• **WHAT THE TASK ASKS**:
Would you return every entry below without a single difference?

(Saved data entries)
□ □ □
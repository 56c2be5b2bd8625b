//! Weekly payroll roll-up.
//!
//! A payroll week is seven independent daily calculations; no state crosses
//! day boundaries. The weekly total is the exact decimal sum of the daily
//! salaries, left unrounded for the presentation layer.

use rust_decimal::Decimal;

use crate::error::EngineResult;
use crate::models::{PayrollConfig, WeeklyPayrollResult};

use super::daily_salary::{NightOvertimeRule, calculate_daily_salary};
use super::rate_table::RateTable;

/// Calculates a full payroll week for one employee.
///
/// Validates the configuration once, then runs the daily calculation for
/// each scheduled day in order.
///
/// # Example
///
/// ```
/// use payroll_engine::calculation::{RateTable, NightOvertimeRule, calculate_weekly_payroll};
/// use payroll_engine::models::PayrollConfig;
/// use rust_decimal::Decimal;
///
/// // Default configuration: no attendance, two paid rest days
/// let config = PayrollConfig::default();
/// let rates = RateTable::statutory();
/// let result =
///     calculate_weekly_payroll(&config, &rates, NightOvertimeRule::default()).unwrap();
/// assert_eq!(result.weekly_salary, Decimal::from(1000));
/// ```
pub fn calculate_weekly_payroll(
    config: &PayrollConfig,
    rates: &RateTable,
    night_rule: NightOvertimeRule,
) -> EngineResult<WeeklyPayrollResult> {
    config.validate()?;

    let mut daily_results = Vec::with_capacity(config.weekly_schedule.len());
    let mut weekly_salary = Decimal::ZERO;
    for record in &config.weekly_schedule {
        let result = calculate_daily_salary(
            record,
            config.base_daily_rate,
            config.max_regular_hours,
            rates,
            night_rule,
        )?;
        weekly_salary += result.salary;
        daily_results.push(result);
    }

    Ok(WeeklyPayrollResult {
        daily_results,
        weekly_salary,
    })
}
□ □ □
• **RESULT**:
repository 56c2be5b2bd8625b
//! Weekly payroll roll-up.
//!
//! A payroll week is seven independent daily calculations; no state crosses
//! day boundaries. The weekly total is the exact decimal sum of the daily
//! salaries, left unrounded for the presentation layer.

use rust_decimal::Decimal;

use crate::error::EngineResult;
use crate::models::{PayrollConfig, WeeklyPayrollResult};

use super::daily_salary::{NightOvertimeRule, calculate_daily_salary};
use super::rate_table::RateTable;

/// Calculates a full payroll week for one employee.
///
/// Validates the configuration once, then runs the daily calculation for
/// each scheduled day in order.
///
/// # Example
///
/// ```
/// use payroll_engine::calculation::{RateTable, NightOvertimeRule, calculate_weekly_payroll};
/// use payroll_engine::models::PayrollConfig;
/// use rust_decimal::Decimal;
///
/// // Default configuration: no attendance, two paid rest days
/// let config = PayrollConfig::default();
/// let rates = RateTable::statutory();
/// let result =
///     calculate_weekly_payroll(&config, &rates, NightOvertimeRule::default()).unwrap();
/// assert_eq!(result.weekly_salary, Decimal::from(1000));
/// ```
pub fn calculate_weekly_payroll(
    config: &PayrollConfig,
    rates: &RateTable,
    night_rule: NightOvertimeRule,
) -> EngineResult<WeeklyPayrollResult> {
    config.validate()?;

    let mut daily_results = Vec::with_capacity(config.weekly_schedule.len());
    let mut weekly_salary = Decimal::ZERO;
    for record in &config.weekly_schedule {
        let result = calculate_daily_salary(
            record,
            config.base_daily_rate,
            config.max_regular_hours,
            rates,
            night_rule,
        )?;
        weekly_salary += result.salary;
        daily_results.push(result);
    }

    Ok(WeeklyPayrollResult {
        daily_results,
        weekly_salary,
    })
}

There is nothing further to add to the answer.